In environments like that, voices full of character do the trick best, and Newman’s tone is signature. He’s got a 1950s-informed nasal, narrow voice that he squeezes out with real power, finished off with a scratchy edge. It’s a success at cutting through even the most propulsive of beats.
But Newman has different designs with his first album Tribute (Republic), which debuted at No. 1 in Britain in October and is just being released here.
Notionally, there is dance music here, especially on the peppy and bright single Love Me Again, which sounds like a big beat song in which the singer wins out over the producer and culminates in a swell of Billy Joel keyboard attitude.
Losing Sleep and Cheating owe a great deal to the modern soul revivalism pioneered by Amy Winehouse and her early producers, and Newman is clearly obsessed with vintage soul: The video for Love Me Again features a group of convincing Northern soul dancers. But he may truly be the inheritor of the flamboyant piano-soul-man tradition, in the vein of Joel and Elton John (even if piano isn’t really his instrument).
His singing is strong throughout, and the way he falls off the notes, as in Out of My Head, smacks of maturity and flair. And he’s a traditionalist as a songwriter. (Newman receives a writing credit on every track here.) He’s given to familiar swelling arcs and circumstances of impossible love, as on the magisterial Easy.
Taken all together, there are indications he wants to be part of an even more powerful British tradition than dance music: The pageantry of Running and Gold Dust echo Adele echoing Shirley Bassey. Maybe he’s advertising his availability for the next Bond theme song. (Newman will play the Bowery Ballroom on Thursday.)
— Jon Caramanica, NY Times News Service
Wig Out at Jagbags, by Stephen Malkmus & the Jicks
Stephen Malkmus keeps his listeners guessing, from song to song and sometimes from moment to moment. His guitar-centered band, the Jicks, alludes to styles from the 1960s to the 1990s, twisting them all with a shifty meter, a wandering chord progression, a melodic detour, a willful swerve. His lyrics free-associate, assuming various personas with frequent glimpses of lucidity. The songs can be candid, arch, ingenious, arbitrary, revealing, mocking, exalted, trivial, ramshackle, ironclad, parodic, inventive, succinct and meandering. What they’re not, usually, is single-minded.
Yet on Wig Out at Jagbags, his sixth album, Malkmus gets backhandedly blunt with Rumble at the Rainbo, a sardonic look at a band’s reunion tour like the one he did in 2010 with his former band Pavement, which was revered by college radio in the 1990s. “We are returning, returning to our roots/No new material — just cowboy boots,” he sings, then vows, “No one here has changed and no one ever will.”

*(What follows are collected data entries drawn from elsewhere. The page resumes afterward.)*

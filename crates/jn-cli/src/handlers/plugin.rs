use crate::output;
use anyhow::{Result, bail};
use jn_runtime::{Config, Paths, catalog};
use jn_types::Mode;

pub fn handle_list(
    paths: &Paths,
    config: &Config,
    address: Option<&str>,
    mode_text: &str,
) -> Result<()> {
    let Some(mode) = Mode::parse(mode_text) else {
        bail!("Unknown mode '{}' (expected read, write, raw, or profiles)", mode_text);
    };
    let registry = catalog::load_catalog(paths, config, false);

    match address {
        Some(address) => {
            let matches = registry.find_all(address, mode);
            if matches.is_empty() {
                output::note(&format!("No plugins match '{}'", address));
                return Ok(());
            }
            for m in matches {
                println!(
                    "{:>5}  {:<14} {:<8} {:<7} {}",
                    m.score,
                    m.plugin.name,
                    m.plugin.tier.as_str(),
                    m.plugin.language.as_str(),
                    m.pattern
                );
            }
        }
        None => {
            if registry.is_empty() {
                output::note("No plugins installed");
                return Ok(());
            }
            for plugin in registry.plugins() {
                println!(
                    "{:<14} {:<8} {:<8} {:<7} {}",
                    plugin.name,
                    plugin.version,
                    plugin.tier.as_str(),
                    plugin.language.as_str(),
                    plugin.path.display()
                );
            }
        }
    }
    Ok(())
}

pub fn handle_scan(paths: &Paths, config: &Config) -> Result<()> {
    let registry = catalog::load_catalog(paths, config, true);
    output::note(&format!(
        "Discovered {} plugin(s); cache rewritten",
        registry.len()
    ));
    Ok(())
}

Malkmus, 47, is well aware of change and unabashed about being a grown-up. Yet he has brought a lighter touch to each Jicks album. At first he put distance between the Jicks and Pavement with long instrumental interludes: jam-band improvisations or prog-rock compositions. Now he’s more concise, tucking every song’s whims into under six minutes.
Thoughts of passing time do pop up often on the new album, usually to be shrugged off. In Chartjunk, Malkmus flaunts his longer perspective. “I’ve been everywhere that you’re goin’/know all that you’re knowin’ ,” he sings; then he talks back to himself, “I don’t need your windbag wisdom,” all while cruising along on a triplet beat, horns and conga drums out of early-1970s Top 40 pop.
That’s only one of the Jicks’ musical guises on this album. Malkmus and the band look back to early, labyrinthine Pink Floyd and the revved-up strumming of the Who in Surreal Teenagers, and they put a Grateful Dead-ish riff — like St. Stephen with a few more stops and starts — into Cinnamon and Lesbians. Hefty grunge guitars show up in Shibboleth, which ponders religion, and Scattegories, about party games run amok. There’s warped country-rock in Lariat and a glimmer of soul ballad in J Smoov. The credits claim the album was “recorded live” in the studio, and that’s how the music sounds: well rehearsed in all its complexities, but enthusiastic and offhand. Malkmus has written enigmas that are open to exegesis, but they also just roll on by with a whoop and a grin.